◆ Exercise materials ◆
★ ★ ★

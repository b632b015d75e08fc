//! Error types for quizforge collaborator boundaries.
//!
//! Defines error types for the external services the pipelines talk to:
//! - The generative-AI endpoint
//! - The hosted record store

use thiserror::Error;

/// Errors that can occur when calling the generative-AI endpoint.
#[derive(Debug, Error)]
pub enum LlmError {
    #[error("Missing API key: QUIZFORGE_API_KEY environment variable not set")]
    MissingApiKey,

    #[error("Missing API base URL: QUIZFORGE_API_BASE environment variable not set")]
    MissingApiBase,

    #[error("HTTP request failed: {0}")]
    RequestFailed(String),

    #[error("Failed to parse model response: {0}")]
    ParseError(String),

    #[error("Rate limited: {0}")]
    RateLimited(String),

    #[error("API error ({code}): {message}")]
    ApiError { code: u16, message: String },

    #[error("IO error: {0}")]
    Io(#[from] std::io::Error),
}

impl LlmError {
    /// Whether retrying the same request shortly may succeed.
    pub fn is_retryable(&self) -> bool {
        matches!(
            self,
            LlmError::RateLimited(_) | LlmError::RequestFailed(_)
        )
    }
}

/// Errors that can occur against the hosted record store.
#[derive(Debug, Error)]
pub enum StoreError {
    #[error("Store request failed: {0}")]
    RequestFailed(String),

    #[error("Store rejected {op} on '{table}': {message}")]
    OperationFailed {
        op: &'static str,
        table: String,
        message: String,
    },

    #[error("Unexpected store response shape: {0}")]
    UnexpectedShape(String),

    #[error("JSON error: {0}")]
    Json(#[from] serde_json::Error),
}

★ ★ ★

◆ What you should do ◆
Could you count how many lines in the records contain the word "LlmError"? Only the number is needed.

◆ Exercise response ◆
3